Kesan hijau segar sudah terasa sejak gerbang utama. Sepanjang jalan masuk, pohon cengkeh hijau tampak berjajar rapi hingga ke jalan-jalan utama di perumahan itu. Pengembang sengaja memilih cengkeh lantaran tanaman itu sudah ada di sana sebelum proyek dimulai.
Adalah arsitek Baskoro Tedjo yang merancang El Verde pada 2009. Tapi baru tiga tahun kemudian perumahan itu mulai dibangun. Agar alih fungsi tanah bekas sawah tersebut tetap ramah lingkungan, Baskoro mempertahankan kontur lahan yang agak miring. "Alam yang meminta agar seperti itu," ujar dosen di Jurusan Teknik Arsitektur Institut Teknologi Bandung itu, Selasa dua pekan lalu.

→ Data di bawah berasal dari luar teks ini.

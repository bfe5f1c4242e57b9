// File: starter-forms/src/lib.rs
// Purpose: Main entry point for the starter-forms library

//! # starter-forms
//!
//! Form state engine for dynamic sets of named fields.
//!
//! - [`reduce`] is the pure state machine (`SetFields`, `AddField`,
//!   `UpdateField`, `RemoveField`)
//! - [`rules`] holds composable validation rules and the open
//!   [`RuleRegistry`]
//! - [`render`] turns fields into maud markup and normalizes widget changes
//! - [`Form`] ties them together with a registration buffer and change events
//!
//! ## Quick Start
//!
//! ```rust
//! use starter_forms::{field_compare, length, required, FieldModel, Form};
//!
//! let mut form = Form::builder("signup")
//!     .rule("name", required())
//!     .rule("name", length().min(3))
//!     .rule("confirm", field_compare("password"))
//!     .build();
//!
//! form.register_field(FieldModel::new("name").label("Name"));
//! form.register_field(FieldModel::new("password"));
//! form.register_field(FieldModel::new("confirm"));
//! form.mount_complete();
//!
//! form.set_value("name", "Al");
//! assert_eq!(
//!     form.field("name").unwrap().visible_message(),
//!     Some("Name must be a minimum of 3 characters")
//! );
//! ```

pub mod error;
pub mod field;
pub mod form;
pub mod reducer;
pub mod render;
pub mod rules;
pub mod value;

pub use error::{RuleError, RuleResult};
pub use field::{FieldModel, FieldPatch, Fields, DEFAULT_FIELD_TYPE};
pub use form::{Form, FormBuilder, FormData, Submission};
pub use reducer::{reduce, FormAction, FormState};
pub use render::{
    field_group, ChangeEvent, ChoiceOption, DefaultFieldRenderer, FieldProps, FieldRenderer, FieldType,
    FieldTypeRegistry, FileUploadField, MultiSelectField, MultiValField, NativeInput,
};
pub use rules::{
    email, field_compare, length, number, pattern, required, validate_field, BoxedRule, FieldValidity, Rule,
    RuleRegistry, RuleTable, Validation,
};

Semaksimal mungkin, menurut Baskoro, mereka mempertahankan ruang terbuka hijau. Bangunan rumah menelan porsi 60 persen dari luas tanah setiap kaveling. Sisanya untuk taman dengan aneka pohon.
Bagi penghuni seperti Surya dan keluarganya, selain ramah lingkungan, El Verde "ramah" di kantong. Desain rumah yang memaksimalkan pencahayaan di setiap ruangan menghemat setrum sehingga biaya listrik bulanan jadi lebih ringan. Tinggal di dalam bangunan berdesain minimalis itu, para penghuni tak harus menghidupkan lampu di siang hari. Jendela berdaun lebar membuat sinar matahari bebas masuk ke rumah.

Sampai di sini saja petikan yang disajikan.